§ DATA EXCERPTS
# # # #

//! SigV4 SASL authenticator for Keyspaces.
//!
//! The exchange is:
//! 1. client sends the initial token `SigV4\0\0`
//! 2. server challenges with `nonce=<nonce>`
//! 3. client answers `signature=<sig>,access_key=<id>,amzdate=<ts>[,session_token=<tok>]`
//!
//! The signature covers a canonical `PUT /authorization` request whose payload
//! hash is the SHA-256 of the nonce.

use async_trait::async_trait;
use aws_credential_types::Credentials;
use aws_sigv4::sign::v4::{calculate_signature, generate_signing_key};
use chrono::{DateTime, Utc};
use scylla::authentication::{AuthError, AuthenticatorProvider, AuthenticatorSession};
use sha2::{Digest, Sha256};
use std::time::SystemTime;
use tracing::debug;

use crate::signing::{CredentialScope, KeyspacesNamespace, Namespace, SIGV4_ALGORITHM};

const INITIAL_RESPONSE: &[u8] = b"SigV4\0\0";
const NONCE_KEY: &str = "nonce";
/// Lifetime claimed for the presigned authorization request.
const EXPIRES_SECS: u32 = 900;

/// Hands out a SigV4 authentication session per connection.
pub struct SigV4AuthProvider {
    scope: CredentialScope<KeyspacesNamespace>,
}

impl SigV4AuthProvider {
    pub fn new(scope: CredentialScope<KeyspacesNamespace>) -> Self {
        Self { scope }
    }
}

#[async_trait]
impl AuthenticatorProvider for SigV4AuthProvider {
    async fn start_authentication_session(
        &self,
        authenticator_name: &str,
    ) -> Result<(Option<Vec<u8>>, Box<dyn AuthenticatorSession>), AuthError> {
        debug!(authenticator = %authenticator_name, "Starting SigV4 authentication");
        Ok((
            Some(INITIAL_RESPONSE.to_vec()),
            Box::new(SigV4AuthSession {
                scope: self.scope.clone(),
            }),
        ))
    }
}

struct SigV4AuthSession {
    scope: CredentialScope<KeyspacesNamespace>,
}

#[async_trait]
impl AuthenticatorSession for SigV4AuthSession {
    async fn evaluate_challenge(
        &mut self,
        token: Option<&[u8]>,
    ) -> Result<Option<Vec<u8>>, AuthError> {
        let challenge = token.ok_or_else(|| "SigV4 challenge is empty".to_string())?;
        let nonce = extract_nonce(challenge)?;
        let credentials = self
            .scope
            .credentials()
            .await
            .map_err(|e| e.to_string())?;

        let response = signed_response(&self.scope, &credentials, &nonce, Utc::now());
        Ok(Some(response.into_bytes()))
    }

    async fn success(&mut self, _token: Option<&[u8]>) -> Result<(), AuthError> {
        Ok(())
    }
}

/// Pull the nonce out of a `k=v,k=v` challenge.
fn extract_nonce(challenge: &[u8]) -> Result<String, AuthError> {
    let text = std::str::from_utf8(challenge)
        .map_err(|e| format!("SigV4 challenge is not UTF-8: {}", e))?;

    text.split(',')
        .filter_map(|pair| pair.split_once('='))
        .find(|(key, _)| key.trim() == NONCE_KEY)
        .map(|(_, value)| value.trim().to_string())
        .filter(|nonce| !nonce.is_empty())
        .ok_or_else(|| format!("SigV4 challenge has no nonce: {}", text))
}

/// Build the challenge response for `nonce` at `now`.
fn signed_response(
    scope: &CredentialScope<KeyspacesNamespace>,
    credentials: &Credentials,
    nonce: &str,
    now: DateTime<Utc>,
) -> String {
    let amz_date = now.format("%Y-%m-%dT%H:%M:%S%.3fZ").to_string();
    let credential_scope = scope.scope_for(now);
    let canonical = canonical_request(
        credentials.access_key_id(),
        &credential_scope,
        &amz_date,
        nonce,
    );
    let string_to_sign = format!(
        "{}\n{}\n{}\n{}",
        SIGV4_ALGORITHM,
        amz_date,
        credential_scope,
        sha256_hex(canonical.as_bytes())
    );

    let signing_key = generate_signing_key(
        credentials.secret_access_key(),
        SystemTime::from(now),
        scope.region(),
        KeyspacesNamespace::SERVICE,
    );
    let signature = calculate_signature(signing_key, string_to_sign.as_bytes());

    let mut response = format!(
        "signature={},access_key={},amzdate={}",
        signature,
        credentials.access_key_id(),
        amz_date
    );
    if let Some(token) = credentials.session_token() {
        response.push_str(",session_token=");
        response.push_str(token);
    }
    response
}

fn canonical_request(access_key_id: &str, scope: &str, amz_date: &str, nonce: &str) -> String {
    let mut query = [
        format!("X-Amz-Algorithm={}", SIGV4_ALGORITHM),
        format!("X-Amz-Credential={}%2F{}", access_key_id, uri_encode(scope)),
        format!("X-Amz-Date={}", uri_encode(amz_date)),
        format!("X-Amz-Expires={}", EXPIRES_SECS),
    ];
    query.sort();

    format!(
        "PUT\n/authorization\n{}\nhost:{}\n\nhost\n{}",
        query.join("&"),
        KeyspacesNamespace::SERVICE,
        sha256_hex(nonce.as_bytes())
    )
}

fn sha256_hex(data: &[u8]) -> String {
    hex::encode(Sha256::digest(data))
}

/// Percent-encode everything outside the RFC 3986 unreserved set.
fn uri_encode(s: &str) -> String {
    let mut out = String::with_capacity(s.len());
    for byte in s.bytes() {
        match byte {
            b'A'..=b'Z' | b'a'..=b'z' | b'0'..=b'9' | b'-' | b'_' | b'.' | b'~' => {
                out.push(byte as char)
            }
            _ => out.push_str(&format!("%{:02X}", byte)),
        }
    }
    out
}
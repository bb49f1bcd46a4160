//! catalog-sync-server: product mutation API
//!
//! Accepts insert/update/delete mutations over HTTP, writes them to the
//! Keyspaces product table, and forwards successful writes to the ingestion
//! pipeline.
//!
//! ## Architecture
//! ```text
//! [client] --POST /mutations--> [catalog-sync-server] --CQL/TLS+SigV4--> [Keyspaces]
//!                                        |
//!                                        +--HTTPS+SigV4(osis)--> [ingestion pipeline]
//! ```
//!
//! ## Configuration
//! - store.keyspace / KEYSPACE_NAME
//! - store.table / TABLE_NAME
//! - ingestion.endpoint / INGESTION_ENDPOINT
//! - region: AWS region (default: SDK resolution)
//! - server.port: HTTP port (default: 8080)

use std::sync::Arc;

use tracing::{error, info};

use catalog_sync::config::Config;
use catalog_sync::handler::MutationHandler;
use catalog_sync::ingestion::HttpIngestionClient;
use catalog_sync::signing::{CredentialScope, IngestionNamespace, KeyspacesNamespace};
use catalog_sync::storage::keyspaces::KeyspacesConnector;
use catalog_sync::storage::TableRef;
use catalog_sync::transport::serve;
use catalog_sync::utils::bootstrap::{init_tracing, parse_config_path};

#[tokio::main]
async fn main() -> Result<(), Box<dyn std::error::Error + Send + Sync>> {
    init_tracing();

    let config_path = parse_config_path();
    let config = Config::load(config_path.as_deref()).map_err(|e| {
        error!("Failed to load configuration: {}", e);
        e
    })?;
    config.validate()?;

    let mut loader = aws_config::defaults(aws_config::BehaviorVersion::latest());
    if let Some(region) = &config.region {
        loader = loader.region(aws_config::Region::new(region.clone()));
    }
    let sdk_config = loader.load().await;

    let store_scope =
        CredentialScope::<KeyspacesNamespace>::from_sdk_config(&sdk_config, config.region.as_deref())?;
    let ingestion_scope =
        CredentialScope::<IngestionNamespace>::from_sdk_config(&sdk_config, config.region.as_deref())?;

    let table = TableRef::new(&config.store.keyspace, &config.store.table)?;
    let connector = KeyspacesConnector::from_config(&config.store, store_scope).await?;
    let sink = HttpIngestionClient::new(&config.ingestion, ingestion_scope)?;

    info!(
        table = %table,
        ingestion_url = %sink.url(),
        "catalog-sync-server started"
    );

    let handler = Arc::new(MutationHandler::new(
        Arc::new(connector),
        Arc::new(sink),
        table,
    ));

    serve(handler, &config.server.bind_addr()).await
}
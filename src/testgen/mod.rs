pub mod materialize;

pub use materialize::{FsSourceStore, SourceStore, TEST_SOURCE_ROOT};
//src/executor/run.rs
// Executes the build for a single test class and returns raw output.
// No parsing. Interpretation happens in the analyzer.

use std::io;
use std::path::PathBuf;
use std::process::Command;
use std::time::Instant;

#[derive(Debug, Clone)]
pub struct BuildRun {
    pub success: bool,
    /// stdout, a newline, then stderr.
    pub output: String,
    pub duration_ms: u128,
}

pub trait BuildRunner {
    fn run(&self, test_identifier: &str) -> BuildRun;
}

pub struct MavenRunner {
    project_root: PathBuf,
    program: String,
}

impl MavenRunner {
    pub fn new(project_root: impl Into<PathBuf>, program: impl Into<String>) -> Self {
        Self {
            project_root: project_root.into(),
            program: program.into(),
        }
    }

    pub fn args(test_identifier: &str) -> Vec<String> {
        vec!["test".to_string(), format!("-Dtest={test_identifier}")]
    }
}

impl BuildRunner for MavenRunner {
    fn run(&self, test_identifier: &str) -> BuildRun {
        let args = Self::args(test_identifier);
        tracing::info!(command = %format!("{} {}", self.program, args.join(" ")), "running build");

        let started = Instant::now();
        let output = Command::new(&self.program)
            .args(&args)
            .current_dir(&self.project_root)
            .output();
        let duration_ms = started.elapsed().as_millis();

        match output {
            Ok(out) => BuildRun {
                success: out.status.success(),
                output: format!(
                    "{}\n{}",
                    String::from_utf8_lossy(&out.stdout),
                    String::from_utf8_lossy(&out.stderr)
                ),
                duration_ms,
            },
            Err(e) if e.kind() == io::ErrorKind::NotFound => BuildRun {
                success: false,
                output: format!(
                    "Error: '{}' command not found. Is Maven installed and in your PATH?",
                    self.program
                ),
                duration_ms,
            },
            Err(e) => BuildRun {
                success: false,
                output: e.to_string(),
                duration_ms,
            },
        }
    }
}
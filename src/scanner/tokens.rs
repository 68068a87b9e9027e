//! Dependency candidate discovery.
//!
//! Two sources: explicit `import` statements, and a same-package heuristic
//! that looks for `Type identifier` adjacency in the raw text. The heuristic
//! is not a parser. A capitalized word followed by a lowercase word is taken
//! as a type use wherever it appears, comments included.

use std::collections::HashSet;
use std::sync::LazyLock;

use regex::Regex;

static IMPORT_DECL: LazyLock<Regex> =
    LazyLock::new(|| Regex::new(r"import\s+([\w\.]+)\.([A-Z]\w+);").expect("import pattern"));

/// Common library types never worth resolving.
pub const IGNORED_TYPES: &[&str] = &[
    "String",
    "Integer",
    "Long",
    "Double",
    "Boolean",
    "List",
    "Map",
    "Set",
    "Optional",
    "Object",
    "Class",
    "System",
    "Logger",
    "Arrays",
    "Collections",
];

/// Package prefixes that never resolve to project files.
pub const EXCLUDED_PREFIXES: &[&str] = &["java.", "javax.", "org.junit.", "org.mockito."];

#[derive(Debug, Clone, Copy, PartialEq, Eq)]
pub enum CandidateSource {
    Import,
    SamePackage,
}

#[derive(Debug, Clone, PartialEq, Eq)]
pub struct DependencyCandidate {
    pub type_name: String,
    pub package: String,
    pub source: CandidateSource,
}

impl DependencyCandidate {
    pub fn is_excluded(&self) -> bool {
        EXCLUDED_PREFIXES
            .iter()
            .any(|prefix| self.package.starts_with(prefix))
    }
}

#[derive(Debug, Clone, Copy, PartialEq, Eq)]
pub enum Token<'a> {
    Word(&'a str),
    Space,
    Punct(char),
}

fn is_word_char(c: char) -> bool {
    c.is_ascii_alphanumeric() || c == '_'
}

pub fn tokenize(src: &str) -> Vec<Token<'_>> {
    let mut out = Vec::new();
    let mut chars = src.char_indices().peekable();

    while let Some(&(start, c)) = chars.peek() {
        if is_word_char(c) {
            let mut end = start;
            while let Some(&(idx, ch)) = chars.peek() {
                if !is_word_char(ch) {
                    break;
                }
                end = idx + ch.len_utf8();
                chars.next();
            }
            out.push(Token::Word(&src[start..end]));
        } else if c.is_whitespace() {
            while let Some(&(_, ch)) = chars.peek() {
                if !ch.is_whitespace() {
                    break;
                }
                chars.next();
            }
            out.push(Token::Space);
        } else {
            out.push(Token::Punct(c));
            chars.next();
        }
    }

    out
}

fn looks_like_type(word: &str) -> bool {
    let mut chars = word.chars();
    matches!(chars.next(), Some(c) if c.is_ascii_uppercase())
        && chars.all(|c| c.is_ascii_alphanumeric())
}

fn looks_like_identifier(word: &str) -> bool {
    let mut chars = word.chars();
    matches!(chars.next(), Some(c) if c.is_ascii_lowercase())
        && chars.all(|c| c.is_ascii_alphanumeric())
}

/// Capitalized words directly followed (after whitespace) by a lowercase
/// word, in first-occurrence order, without duplicates or ignored types.
pub fn type_usages(src: &str) -> Vec<String> {
    let tokens = tokenize(src);
    let mut seen = HashSet::new();
    let mut out = Vec::new();

    for window in tokens.windows(3) {
        if let [Token::Word(ty), Token::Space, Token::Word(ident)] = window {
            if looks_like_type(ty)
                && looks_like_identifier(ident)
                && !IGNORED_TYPES.contains(ty)
                && seen.insert(*ty)
            {
                out.push(ty.to_string());
            }
        }
    }

    out
}

pub fn import_candidates(src: &str) -> Vec<DependencyCandidate> {
    IMPORT_DECL
        .captures_iter(src)
        .map(|c| DependencyCandidate {
            type_name: c[2].to_string(),
            package: c[1].to_string(),
            source: CandidateSource::Import,
        })
        .collect()
}

pub fn same_package_candidates(src: &str, current_package: &str) -> Vec<DependencyCandidate> {
    type_usages(src)
        .into_iter()
        .map(|type_name| DependencyCandidate {
            type_name,
            package: current_package.to_string(),
            source: CandidateSource::SamePackage,
        })
        .collect()
}

/// Imports first, then same-package guesses, excluded packages dropped.
pub fn collect_candidates(src: &str, current_package: &str) -> Vec<DependencyCandidate> {
    import_candidates(src)
        .into_iter()
        .chain(same_package_candidates(src, current_package))
        .filter(|c| !c.is_excluded())
        .collect()
}
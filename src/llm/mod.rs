pub mod client;
pub mod extract;
pub mod prompt;

use thiserror::Error;

use prompt::LlmPrompt;

#[derive(Debug, Error)]
pub enum OracleError {
    #[error("{0} API key not configured")]
    NotConfigured(&'static str),
    #[error("transport error: {0}")]
    Transport(#[from] reqwest::Error),
    #[error("LLM error {status}: {body}")]
    Status { status: u16, body: String },
    #[error("{0}")]
    Parse(String),
}

/// Text/code generation service invoked with a role-tagged prompt.
pub trait Oracle {
    fn generate(&self, prompt: &LlmPrompt) -> Result<String, OracleError>;
}
use std::fs;
use std::io;
use std::path::{Path, PathBuf};

use crate::source::package_dir;

/// Maven test source root, relative to the project root.
pub const TEST_SOURCE_ROOT: &str = "src/test/java";

/// Where generated tests are written and source files are read from.
pub trait SourceStore {
    fn write_test(&self, class_name: &str, package: &str, code: &str) -> io::Result<PathBuf>;
    fn read(&self, path: &Path) -> io::Result<String>;
}

pub struct FsSourceStore {
    project_root: PathBuf,
}

impl FsSourceStore {
    pub fn new(project_root: impl Into<PathBuf>) -> Self {
        Self {
            project_root: project_root.into(),
        }
    }

    pub fn test_path(&self, class_name: &str, package: &str) -> PathBuf {
        package_dir(&self.project_root.join(TEST_SOURCE_ROOT), package)
            .join(format!("{class_name}.java"))
    }
}

impl SourceStore for FsSourceStore {
    /// Replaces any previous attempt's file.
    fn write_test(&self, class_name: &str, package: &str, code: &str) -> io::Result<PathBuf> {
        let path = self.test_path(class_name, package);
        ensure_parent_dir(&path)?;
        fs::write(&path, code)?;
        Ok(path)
    }

    fn read(&self, path: &Path) -> io::Result<String> {
        fs::read_to_string(path)
    }
}

fn ensure_parent_dir(path: &Path) -> io::Result<()> {
    if let Some(parent) = path.parent() {
        fs::create_dir_all(parent)?;
    }
    Ok(())
}
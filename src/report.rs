//! Per-run audit record.
//!
//! One entry per attempt: which prompts were sent, how much the candidate
//! test changed, what the build said about it.

use std::fs;
use std::io;
use std::path::Path;

use chrono::{DateTime, Utc};
use serde::Serialize;
use similar::{ChangeTag, TextDiff};
use uuid::Uuid;

use crate::machine::RunOutcome;

#[derive(Debug, Clone, Copy, Default, PartialEq, Eq, Serialize)]
pub struct CodeChanges {
    pub inserted: usize,
    pub deleted: usize,
}

/// Line-level change stats between two versions of the test.
pub fn code_changes(old: &str, new: &str) -> CodeChanges {
    let diff = TextDiff::from_lines(old, new);
    let mut changes = CodeChanges::default();

    for change in diff.iter_all_changes() {
        match change.tag() {
            ChangeTag::Insert => changes.inserted += 1,
            ChangeTag::Delete => changes.deleted += 1,
            ChangeTag::Equal => {}
        }
    }

    changes
}

#[derive(Debug, Clone, Default, Serialize)]
pub struct AttemptRecord {
    pub number: u32,
    pub prompt_hashes: Vec<String>,
    #[serde(skip_serializing_if = "Option::is_none")]
    pub diagnosis: Option<String>,
    #[serde(skip_serializing_if = "Option::is_none")]
    pub code_changes: Option<CodeChanges>,
    #[serde(skip_serializing_if = "Option::is_none")]
    pub build_success: Option<bool>,
    #[serde(skip_serializing_if = "Option::is_none")]
    pub build_duration_ms: Option<u128>,
    pub diagnostics: Vec<String>,
    pub unrelated_files: Vec<String>,
    #[serde(skip_serializing_if = "Option::is_none")]
    pub oracle_error: Option<String>,
}

#[derive(Debug, Clone, Serialize)]
pub struct RunReport {
    pub run_id: Uuid,
    pub target_class: String,
    pub test_identifier: String,
    pub started_at: DateTime<Utc>,
    pub finished_at: Option<DateTime<Utc>>,
    pub max_attempts: u32,
    pub context_types: Vec<String>,
    pub attempts: Vec<AttemptRecord>,
    pub outcome: Option<RunOutcome>,
}

impl RunReport {
    pub fn new(target_class: &str, test_identifier: &str, max_attempts: u32) -> Self {
        Self {
            run_id: Uuid::new_v4(),
            target_class: target_class.to_string(),
            test_identifier: test_identifier.to_string(),
            started_at: Utc::now(),
            finished_at: None,
            max_attempts,
            context_types: Vec::new(),
            attempts: Vec::new(),
            outcome: None,
        }
    }

    /// Record for attempt `number`, created on first access.
    pub fn attempt(&mut self, number: u32) -> &mut AttemptRecord {
        let idx = match self.attempts.iter().position(|a| a.number == number) {
            Some(idx) => idx,
            None => {
                self.attempts.push(AttemptRecord {
                    number,
                    ..AttemptRecord::default()
                });
                self.attempts.len() - 1
            }
        };
        &mut self.attempts[idx]
    }

    pub fn finish(&mut self, outcome: RunOutcome) {
        self.finished_at = Some(Utc::now());
        self.outcome = Some(outcome);
    }

    pub fn write(&self, path: &Path) -> io::Result<()> {
        if let Some(parent) = path.parent().filter(|p| !p.as_os_str().is_empty()) {
            fs::create_dir_all(parent)?;
        }
        let text = serde_json::to_string_pretty(self).map_err(io::Error::other)?;
        fs::write(path, text)
    }
}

# # # #

§ WORK REQUEST
From the data above, pick out each line containing "derive" and copy it.

§ TASK ANSWER
#[derive(Debug, Clone)]
#[derive(Debug, Clone, Copy, PartialEq, Eq)]
#[derive(Debug, Clone, PartialEq, Eq)]
#[derive(Debug, Clone, Copy, PartialEq, Eq)]
#[derive(Debug, Error)]
#[derive(Debug, Clone, Copy, Default, PartialEq, Eq, Serialize)]
#[derive(Debug, Clone, Default, Serialize)]
#[derive(Debug, Clone, Serialize)]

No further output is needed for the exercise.